Disruptor 50 2023

30. Guild

In this article

Founders: Rachel Romer (CEO), Brittany Stich
Launched: 2015
Headquarters: Denver
Funding:
$643 million
Valuation: $4.4 billion
Key technologies:
N/A
Industry:
Education
Previous appearances on Disruptor 50 List: 3 (No. 5 in 2022)

Persephone Kavallines

For many workers in lower-wage industries, such as retail and food service, getting a good education and turning it into a better career has long been a challenge. That led to the rise of education as a benefit, with companies including Chipotle and Walmart among those offering debt-free college degree financial support. Expanding wages and benefits has become even more important given the labor market conditions which in recent years tipped in favor of workers over management.

The move to partially or fully pay for college degrees was a major development, but the job to help workers towards better jobs remains incomplete. Even with much more financial assistance for degree programs — in the case of some of the biggest companies, college costs are 100% covered — workers want more than money, and in particular, a degree to be linked to greater career mobility.

At the 2022 CNBC Work Summit, Guild CEO Rachel Romer said that it's time for companies to build into budgets employee career advancement that will create a return on investment for both sides of the labor equation across a much wider demographic of workers. She said 73% of the Fortune 1000 already have this budget, but "they've been spending it really ineffectively and most of the dollars have been going to their white-collar, white, male workforce."

Guild, formerly known as Guild Education, rebranded this April to emphasize how it is moving beyond traditional tuition reimbursement programs and its original focus on college degrees to a broader goal of career mobility for all employees. 

Lack of advancement options should be of as much importance to management as workers because it is one of the top reasons employees resign, according to Guild.
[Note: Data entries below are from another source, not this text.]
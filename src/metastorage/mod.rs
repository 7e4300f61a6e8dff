pub mod command;
pub mod state_machine;

pub use command::{CommandError, InvokeResult, MetaCommand};
pub use state_machine::{ApplyOutcome, MetastorageStateMachine, StateMachineError};
use jsonwebtoken::{Algorithm, DecodingKey, Validation, decode};
use serde::Deserialize;
use sha2::{Digest, Sha256};
use std::collections::HashSet;
use std::sync::Arc;

use crate::config::AuthSettings;

#[derive(Debug, Deserialize)]
#[allow(dead_code)]
struct Claims {
    sub: Option<String>,
    exp: Option<usize>,
}

/// Client credentials accepted by the proxy.
///
/// Keys are kept only as SHA-256 digests.
#[derive(Default)]
pub struct ApiKeyManager {
    key_hashes: HashSet<String>,
    jwt_secret: Option<String>,
}

impl ApiKeyManager {
    pub fn new<I, S>(keys: I, jwt_secret: Option<String>) -> Self
    where
        I: IntoIterator<Item = S>,
        S: AsRef<str>,
    {
        let key_hashes = keys
            .into_iter()
            .map(|key| key.as_ref().trim().to_string())
            .filter(|key| !key.is_empty())
            .map(|key| hash_key(&key))
            .collect();
        Self {
            key_hashes,
            jwt_secret: jwt_secret.filter(|secret| !secret.trim().is_empty()),
        }
    }

    pub fn from_settings(settings: &AuthSettings) -> Arc<Self> {
        Arc::new(Self::new(&settings.api_keys, settings.jwt_secret.clone()))
    }

    /// Whether any credential is configured. Without one the proxy is open.
    pub fn is_enabled(&self) -> bool {
        !self.key_hashes.is_empty() || self.jwt_secret.is_some()
    }

    pub fn validate_key(&self, key: &str) -> bool {
        self.key_hashes.contains(&hash_key(key))
    }

    pub fn validate_jwt(&self, token: &str) -> bool {
        let Some(secret) = &self.jwt_secret else {
            return false;
        };
        let validation = Validation::new(Algorithm::HS256);
        let key = DecodingKey::from_secret(secret.as_bytes());
        decode::<Claims>(token, &key, &validation).is_ok()
    }

    pub fn authorize(&self, token: &str) -> bool {
        self.validate_key(token) || self.validate_jwt(token)
    }
}

fn hash_key(value: &str) -> String {
    let mut hasher = Sha256::new();
    hasher.update(value.as_bytes());
    let digest = hasher.finalize();
    hex::encode(digest)
}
Retail workers on Guild's platform were 1.6 times less likely to leave their employer over the last year than employees who didn't use Guild's platform.
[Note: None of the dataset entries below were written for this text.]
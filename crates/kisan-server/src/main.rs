#[global_allocator]
static GLOBAL: mimalloc::MiMalloc = mimalloc::MiMalloc;

use anyhow::Context;
use kisan_server::{ApiKeyManager, ProxyState, ServerConfig, build_router};
use std::sync::Arc;
use tracing_subscriber::EnvFilter;

fn init_tracing() {
    let filter = EnvFilter::try_from_default_env()
        .unwrap_or_else(|_| "info,kisan_server=debug,kisan_ai=debug".into());

    if std::env::var("KISAN_LOG_FORMAT").is_ok_and(|format| format == "json") {
        tracing_subscriber::fmt()
            .json()
            .with_env_filter(filter)
            .with_target(false)
            .init();
    } else {
        tracing_subscriber::fmt()
            .with_env_filter(filter)
            .with_target(false)
            .with_thread_ids(true)
            .with_line_number(true)
            .init();
    }
}

#[tokio::main]
async fn main() -> anyhow::Result<()> {
    init_tracing();

    tracing::info!("Starting Kisan Mitra chat proxy");

    let config = ServerConfig::load()?;
    tracing::debug!(?config, "Loaded configuration");

    let state = ProxyState::from_config(&config)?;
    if !state.upstream.has_api_key() {
        tracing::warn!("KISAN_UPSTREAM_API_KEY is not set; /chat requests will fail");
    }

    let keys = ApiKeyManager::from_settings(&config.auth);
    if !keys.is_enabled() {
        tracing::warn!("No proxy credentials configured; /chat accepts any caller");
    }

    let app = build_router(Arc::new(state), keys);

    let addr = config.bind_addr();
    let listener = tokio::net::TcpListener::bind(&addr)
        .await
        .with_context(|| format!("Failed to bind to {addr}"))?;

    tracing::info!(model = %config.upstream.model, "Kisan Mitra running on http://{}", addr);

    axum::serve(listener, app)
        .await
        .context("Failed to start server")
}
Education still matters a great deal: employees who took education courses had an 87% passage rate and proved more than two times more likely to achieve an internal role change at an employer than those who did not enroll. But it isn't limited to the classroom, with real-world education, training programs, and one-on-one coaching also critical.
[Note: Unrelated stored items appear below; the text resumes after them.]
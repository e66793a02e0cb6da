use colored::Colorize;
use std::fmt::Display;

/// Single red line for errors that do not end the session.
pub fn print_error(err: impl Display) {
    eprintln!("{}", format!("Error: {err}").red());
}

pub fn handle_error(err: anyhow::Error) -> ! {
    eprintln!("{} {:#}", "Error:".red().bold(), err);

    let msg = format!("{err:#}").to_lowercase();

    if msg.contains("connection refused") || msg.contains("error sending request") {
        eprintln!("\n{}", "Suggestion:".yellow().bold());
        eprintln!("  Make sure the proxy is running and reachable:");
        eprintln!("  {} kisan --server http://127.0.0.1:8080 chat", "$".dimmed());
    }

    if msg.contains("unauthorized") {
        eprintln!("\n{}", "Suggestion:".yellow().bold());
        eprintln!("  Pass a proxy token with --token or KISAN_PROXY_TOKEN.");
    }

    std::process::exit(1);
}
Guild has started to offer career coaching, and through its new Career Accelerator, support for job search, resumes and cover letters, networking, and interviews. And Guild says it should be just as helpful to employers, helping them identify the in-house talent for important, in-demand roles.

In its inaugural American Workforce Survey last October, Guild reported that two of every three workers say they hope to be in a new job in the next two to five years, with 60 million American employees actively looking for new opportunities. The economy may be uncertain right now and the labor market is showing signs of cooling, but there are still millions of open positions, and the data from sentiment surveys shows that workers still believe, rightly, that jobs are plentiful.

In addition to big names like Walmart, Chipotle, Disney, and health-care systems like UCHealth, newer Guild client companies added last year included PepsiCo, Kohl's, and PNC Bank. In June of last year, Guild closed a $175 million Series F funding round from investors including the Citi Impact Fund and Oprah Winfrey.